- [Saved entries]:
────────────────────────────────────────

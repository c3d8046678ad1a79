mod common;

use common::{count_students, create_schema};
use rowkit_core::db::open_connection;
use rowkit_core::{
    DatabaseConfig, DbError, Params, SqliteConnectionFactory, StatementRole, TransactionManager,
    TransactionMode, TransactionState, TxError,
};
use rusqlite::Connection;
use std::path::Path;

const INSERT_SQL: &str =
    "INSERT INTO `student` (`id`,`code`,`age`,`created_at`) VALUES (?,?,?,?)";
const SELECT_SQL: &str = "SELECT `code` FROM `student` WHERE `id`=?";

fn manager(path: &Path) -> TransactionManager {
    TransactionManager::new(SqliteConnectionFactory::new(DatabaseConfig::new(path)).unwrap())
}

fn student_params(id: i64) -> Params {
    let mut params = Params::new();
    params.push(&id).unwrap();
    params.push(&format!("S{id:03}")).unwrap();
    params.push(&Option::<i64>::None).unwrap();
    params.push(&0_i64).unwrap();
    params
}

#[test]
fn same_sql_and_role_returns_the_cached_handle() {
    let dir = tempfile::tempdir().unwrap();
    let path = dir.path().join("cache.db");
    create_schema(&path);
    let manager = manager(&path);

    let mut tx = manager.new_transaction_read_write().unwrap();
    let first = tx.insert(INSERT_SQL).unwrap();
    let second = tx.insert(INSERT_SQL).unwrap();
    let select = tx.select(SELECT_SQL).unwrap();

    assert_eq!(first, second);
    assert_ne!(first, select);
    assert_eq!(first.role(), StatementRole::Insert);
    assert_eq!(first.transaction(), tx.id());
    assert_eq!(tx.cached_statement_count(), 2);
}

#[test]
fn same_sql_under_another_role_is_cached_separately() {
    let dir = tempfile::tempdir().unwrap();
    let path = dir.path().join("roles.db");
    create_schema(&path);
    let manager = manager(&path);

    let mut tx = manager.new_transaction_read_write().unwrap();
    let insert = tx.insert(INSERT_SQL).unwrap();
    let batch = tx.batch(INSERT_SQL).unwrap();

    assert_ne!(insert, batch);
    assert_eq!(tx.cached_statement_count(), 2);
}

#[test]
fn committed_rows_are_visible_to_a_new_transaction() {
    let dir = tempfile::tempdir().unwrap();
    let path = dir.path().join("commit.db");
    create_schema(&path);
    let manager = manager(&path);

    let mut tx = manager.new_transaction_read_write().unwrap();
    let handle = tx.insert(INSERT_SQL).unwrap();
    assert_eq!(tx.execute(&handle, &student_params(1)).unwrap(), 1);
    tx.commit().unwrap();
    assert_eq!(tx.state(), TransactionState::Committed);

    let mut reader = manager.new_transaction_read_only().unwrap();
    let select = reader.select(SELECT_SQL).unwrap();
    let mut params = Params::new();
    params.push(&1_i64).unwrap();
    let code: Option<String> = reader
        .query(&select, &params, |_, rows| -> Result<_, TxError> {
            let row = rows.next().unwrap();
            Ok(row.map(|row| row.get(0).unwrap()))
        })
        .unwrap();
    assert_eq!(code.as_deref(), Some("S001"));
}

#[test]
fn every_call_fails_after_commit() {
    let dir = tempfile::tempdir().unwrap();
    let path = dir.path().join("closed.db");
    create_schema(&path);
    let manager = manager(&path);

    let mut tx = manager.new_transaction_read_write().unwrap();
    let handle = tx.insert(INSERT_SQL).unwrap();
    tx.commit().unwrap();

    assert!(matches!(
        tx.execute(&handle, &student_params(1)),
        Err(TxError::Closed {
            state: TransactionState::Committed,
            ..
        })
    ));
    assert!(matches!(tx.insert(INSERT_SQL), Err(TxError::Closed { .. })));
    assert!(matches!(tx.commit(), Err(TxError::Closed { .. })));
    assert!(matches!(tx.rollback(), Err(TxError::Closed { .. })));
    assert_eq!(tx.cached_statement_count(), 0);
    tx.close().unwrap();
    assert_eq!(tx.state(), TransactionState::Committed);
}

#[test]
fn rollback_discards_writes_and_closes() {
    let dir = tempfile::tempdir().unwrap();
    let path = dir.path().join("rollback.db");
    create_schema(&path);
    let manager = manager(&path);

    let mut tx = manager.new_transaction_read_write().unwrap();
    let handle = tx.insert(INSERT_SQL).unwrap();
    tx.execute(&handle, &student_params(7)).unwrap();
    tx.rollback().unwrap();

    assert_eq!(tx.state(), TransactionState::RolledBack);
    assert!(matches!(tx.select(SELECT_SQL), Err(TxError::Closed { .. })));
    assert_eq!(count_students(&path), 0);
}

#[test]
fn dropping_an_active_transaction_rolls_back() {
    let dir = tempfile::tempdir().unwrap();
    let path = dir.path().join("drop.db");
    create_schema(&path);
    let manager = manager(&path);

    {
        let mut tx = manager.new_transaction_read_write().unwrap();
        let handle = tx.insert(INSERT_SQL).unwrap();
        tx.execute(&handle, &student_params(3)).unwrap();
    }

    assert_eq!(count_students(&path), 0);
    let tx = manager.new_transaction_read_write().unwrap();
    assert!(tx.is_active());
}

#[test]
fn read_only_transaction_rejects_write_roles() {
    let dir = tempfile::tempdir().unwrap();
    let path = dir.path().join("readonly.db");
    create_schema(&path);
    let manager = manager(&path);

    let mut tx = manager.new_transaction_read_only().unwrap();
    assert_eq!(tx.mode(), TransactionMode::ReadOnly);
    assert!(matches!(tx.insert(INSERT_SQL), Err(TxError::ReadOnly { .. })));
    assert!(matches!(tx.batch(INSERT_SQL), Err(TxError::ReadOnly { .. })));
    assert!(tx.select(SELECT_SQL).is_ok());
}

#[test]
fn handle_from_another_transaction_is_rejected() {
    let dir = tempfile::tempdir().unwrap();
    let path = dir.path().join("foreign.db");
    create_schema(&path);
    let manager = manager(&path);

    let mut first = manager.new_transaction_read_only().unwrap();
    let foreign = first.select(SELECT_SQL).unwrap();
    first.close().unwrap();
    assert_eq!(first.state(), TransactionState::Closed);

    let mut second = manager.new_transaction_read_only().unwrap();
    second.select(SELECT_SQL).unwrap();
    let err = second
        .query(&foreign, &Params::new(), |_, _| -> Result<(), TxError> { Ok(()) })
        .unwrap_err();
    assert!(matches!(err, TxError::ForeignHandle { .. }));
}

#[test]
fn execute_rejects_select_handles() {
    let dir = tempfile::tempdir().unwrap();
    let path = dir.path().join("role.db");
    create_schema(&path);
    let manager = manager(&path);

    let mut tx = manager.new_transaction_read_write().unwrap();
    let select = tx.select(SELECT_SQL).unwrap();
    let err = tx.execute(&select, &Params::new()).unwrap_err();
    assert!(matches!(
        err,
        TxError::NotExecutable {
            role: StatementRole::Select,
            ..
        }
    ));
    assert!(!err.to_string().contains("used as"));

    let batch = tx.batch(INSERT_SQL).unwrap();
    let err = tx.execute(&batch, &student_params(1)).unwrap_err();
    match err {
        TxError::NotExecutable { sql, role } => {
            assert_eq!(sql, INSERT_SQL);
            assert_eq!(role, StatementRole::Batch);
        }
        other => panic!("unexpected error: {other}"),
    }
}

#[test]
fn invalid_sql_surfaces_as_execution_error() {
    let dir = tempfile::tempdir().unwrap();
    let path = dir.path().join("invalid.db");
    create_schema(&path);
    let manager = manager(&path);

    let mut tx = manager.new_transaction_read_write().unwrap();
    let err = tx.insert("INSERT INTO `missing` (`id`) VALUES (?)").unwrap_err();
    match err {
        TxError::Execution { sql, .. } => assert!(sql.contains("`missing`")),
        other => panic!("unexpected error: {other}"),
    }
}

#[test]
fn batch_executes_in_registration_order() {
    let dir = tempfile::tempdir().unwrap();
    let path = dir.path().join("batch.db");
    create_schema(&path);
    let conn = Connection::open(&path).unwrap();
    conn.execute_batch(
        "CREATE TABLE audit (seq INTEGER PRIMARY KEY AUTOINCREMENT, student_id INTEGER NOT NULL);",
    )
    .unwrap();
    drop(conn);
    let manager = manager(&path);

    let mut tx = manager.new_transaction_read_write().unwrap();
    let students = tx.batch(INSERT_SQL).unwrap();
    let audit = tx.batch("INSERT INTO `audit` (`student_id`) VALUES (?)").unwrap();
    for id in 0..10_i64 {
        tx.add_batch(&students, student_params(id)).unwrap();
        let mut params = Params::new();
        params.push(&id).unwrap();
        tx.add_batch(&audit, params).unwrap();
    }
    assert_eq!(tx.pending_batch_count(), 20);

    let reports = tx.execute_batch().unwrap();
    assert_eq!(reports.len(), 2);
    assert_eq!(reports[0].sql, INSERT_SQL);
    assert_eq!(reports[0].row_counts, vec![1; 10]);
    assert_eq!(reports[1].row_counts.len(), 10);
    assert_eq!(tx.pending_batch_count(), 0);
    tx.commit().unwrap();

    let conn = Connection::open(&path).unwrap();
    let mut stmt = conn
        .prepare("SELECT student_id FROM audit ORDER BY seq")
        .unwrap();
    let order: Vec<i64> = stmt
        .query_map([], |row| row.get(0))
        .unwrap()
        .collect::<Result<_, _>>()
        .unwrap();
    assert_eq!(order, (0..10).collect::<Vec<_>>());
    assert_eq!(count_students(&path), 10);
}

#[test]
fn pending_batches_are_discarded_when_the_transaction_ends() {
    let dir = tempfile::tempdir().unwrap();
    let path = dir.path().join("discard.db");
    create_schema(&path);
    let manager = manager(&path);

    let mut tx = manager.new_transaction_read_write().unwrap();
    let batch = tx.batch(INSERT_SQL).unwrap();
    tx.add_batch(&batch, student_params(1)).unwrap();
    tx.commit().unwrap();

    assert_eq!(tx.pending_batch_count(), 0);
    assert_eq!(count_students(&path), 0);
}

#[test]
fn failed_commit_rolls_back_and_ends_the_transaction() {
    let dir = tempfile::tempdir().unwrap();
    let path = dir.path().join("deferred.db");
    create_schema(&path);
    let conn = Connection::open(&path).unwrap();
    conn.execute_batch(
        "CREATE TABLE enrollment (
            student_id INTEGER NOT NULL
                REFERENCES student(id) DEFERRABLE INITIALLY DEFERRED
        );",
    )
    .unwrap();
    drop(conn);
    let manager = manager(&path);

    let mut tx = manager.new_transaction_read_write().unwrap();
    let insert = tx.insert(INSERT_SQL).unwrap();
    tx.execute(&insert, &student_params(1)).unwrap();
    let orphan = tx
        .insert("INSERT INTO `enrollment` (`student_id`) VALUES (?)")
        .unwrap();
    let mut params = Params::new();
    params.push(&99_i64).unwrap();
    tx.execute(&orphan, &params).unwrap();

    let err = tx.commit().unwrap_err();

    assert!(matches!(err, TxError::Commit(_)));
    assert_eq!(tx.state(), TransactionState::RolledBack);
    assert_eq!(tx.cached_statement_count(), 0);
    assert!(matches!(tx.commit(), Err(TxError::Closed { .. })));
    assert_eq!(count_students(&path), 0);
    let conn = Connection::open(&path).unwrap();
    let enrolled: i64 = conn
        .query_row("SELECT COUNT(*) FROM enrollment", [], |row| row.get(0))
        .unwrap();
    assert_eq!(enrolled, 0);
}

#[test]
fn in_transaction_commits_on_ok_and_rolls_back_on_err() {
    let dir = tempfile::tempdir().unwrap();
    let path = dir.path().join("scoped.db");
    create_schema(&path);
    let manager = manager(&path);

    manager
        .in_transaction(|tx| -> Result<(), TxError> {
            let handle = tx.insert(INSERT_SQL)?;
            tx.execute(&handle, &student_params(1))?;
            Ok(())
        })
        .unwrap();

    let err = manager
        .in_transaction(|tx| -> Result<(), TxError> {
            let handle = tx.insert(INSERT_SQL)?;
            tx.execute(&handle, &student_params(2))?;
            tx.execute(&handle, &student_params(2))?;
            Ok(())
        })
        .unwrap_err();

    assert!(matches!(err, TxError::Execution { .. }));
    assert_eq!(count_students(&path), 1);
}

#[test]
fn closure_factories_are_accepted() {
    let dir = tempfile::tempdir().unwrap();
    let path = dir.path().join("closure.db");
    create_schema(&path);
    let config = DatabaseConfig::new(&path);

    let manager = TransactionManager::new(move || open_connection(&config));
    let mut tx = manager.new_transaction_read_write().unwrap();
    tx.select(SELECT_SQL).unwrap();
    tx.commit().unwrap();
}

#[test]
fn connection_failures_surface_as_db_errors() {
    let manager = TransactionManager::new(|| -> Result<Connection, DbError> {
        Err(DbError::InvalidConfig("unreachable".to_string()))
    });

    let err = manager.new_transaction_read_write().unwrap_err();
    assert!(matches!(err, TxError::Db(DbError::InvalidConfig(_))));
}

────────────────────────────────────────

- [WORK TASK]:
Give back the records above exactly, limited to the lines between the one holding "let select = reader.select(SELECT_SQL).unwrap();" and the one holding "let row = rows.next().unwrap();", inclusive.

- [PROBLEM SOLUTION]:
    let select = reader.select(SELECT_SQL).unwrap();
    let mut params = Params::new();
    params.push(&1_i64).unwrap();
    let code: Option<String> = reader
        .query(&select, &params, |_, rows| -> Result<_, TxError> {
            let row = rows.next().unwrap();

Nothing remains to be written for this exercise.